STATE OF MINNESOTA

IN SUPREME COURT

C2-96-2475

Court of AppealsTomljanovich, J.

 

Melissa Gleason,

Respondent,

vs.

The Metropolitan Council Transit
Operations, et al., petitioners,

Appellants.

Filed: July 30, 1998
Clerk of Appellate Courts

 

S Y L L A B U S

Claims by a disabled bus passenger alleging false imprisonment, intentional infliction of emotional distress, and disability discrimination based on allegations of a bus driver's harassing and belittling comments and refusal to allow disabled passenger to disembark bus are not barred from suit by the doctrine of official immunity; such conduct is not discretionary conduct protected by the doctrine.

Affirmed in part and remanded.

Heard, considered, and decided by the court en banc.

O P I N I O N

TOMLJANOVICH, Justice.

Respondent Melissa Gleason is physically disabled. She suffers from a form of muscular dystrophy known as muscular atrophy, and is confined to a wheelchair. Gleason sued the Metropolitan Council Transit Operations (“MCTO”), the bus driver and a supervisor alleging disability discrimination and various torts arising from an incident when she boarded a bus on December 2, 1995. The defendants' motion for summary judgment on the basis of statutory immunity and official immunity was denied by the district court.

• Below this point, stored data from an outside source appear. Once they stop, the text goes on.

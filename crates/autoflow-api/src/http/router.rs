//! Axum router configuration with middleware.
//!
//! All routes are under `/api/v1/`, except `/health`.
//! Middleware: CORS, tracing.

use axum::routing::{get, post};
use axum::Router;
use tower_http::cors::{Any, CorsLayer};
use tower_http::trace::TraceLayer;

use crate::http::handlers;
use crate::state::AppState;

/// Build the complete API router with all routes and middleware.
pub fn build_router(state: AppState) -> Router {
    let cors = CorsLayer::new()
        .allow_origin(Any)
        .allow_methods(Any)
        .allow_headers(Any);

    let api_routes = Router::new()
        // Workflow CRUD
        .route(
            "/workflows",
            post(handlers::workflow::create_workflow).get(handlers::workflow::list_workflows),
        )
        .route(
            "/workflows/{id}",
            get(handlers::workflow::get_workflow)
                .put(handlers::workflow::update_workflow)
                .delete(handlers::workflow::delete_workflow),
        )
        // Lifecycle
        .route("/workflows/{id}/deploy", post(handlers::workflow::deploy_workflow))
        .route("/workflows/{id}/pause", post(handlers::workflow::pause_workflow))
        // Runs
        .route("/workflows/{id}/execute", post(handlers::workflow::execute_workflow))
        .route(
            "/workflows/{id}/executions",
            get(handlers::workflow::list_executions),
        )
        .route(
            "/workflows/{id}/webhook-url",
            get(handlers::workflow::get_webhook_url),
        )
        .route("/executions/{id}", get(handlers::execution::get_execution))
        // Triggers
        .route(
            "/webhooks/{webhook_id}",
            post(handlers::webhook::receive_webhook),
        )
        .route("/scheduler/jobs", get(handlers::scheduler::list_jobs));

    Router::new()
        .nest("/api/v1", api_routes)
        .route("/health", get(health_check))
        .layer(cors)
        .layer(TraceLayer::new_for_http())
        .with_state(state)
}

/// GET /health - Liveness probe.
async fn health_check() -> axum::Json<serde_json::Value> {
    axum::Json(serde_json::json!({
        "status": "ok",
        "version": env!("CARGO_PKG_VERSION"),
    }))
}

The court of appeals held that Gleason's tort claims were not barred by official immunity and that statutory immunity is not a defense to disability discrimination claims under the Minnesota Human Rights Act and remanded for trial.

We hold that Gleason's claims for disability discrimination, false imprisonment and intentional infliction of emotional distress are not barred by official immunity. We affirm the court of appeals in part and remand the case for trial.

On review of a motion for summary judgment, we view the evidence in the light most favorable to the nonmoving party, in this case the plaintiff. Delgado v. Lohmar, 289 N.W.2d 479, 483 (Minn. 1979).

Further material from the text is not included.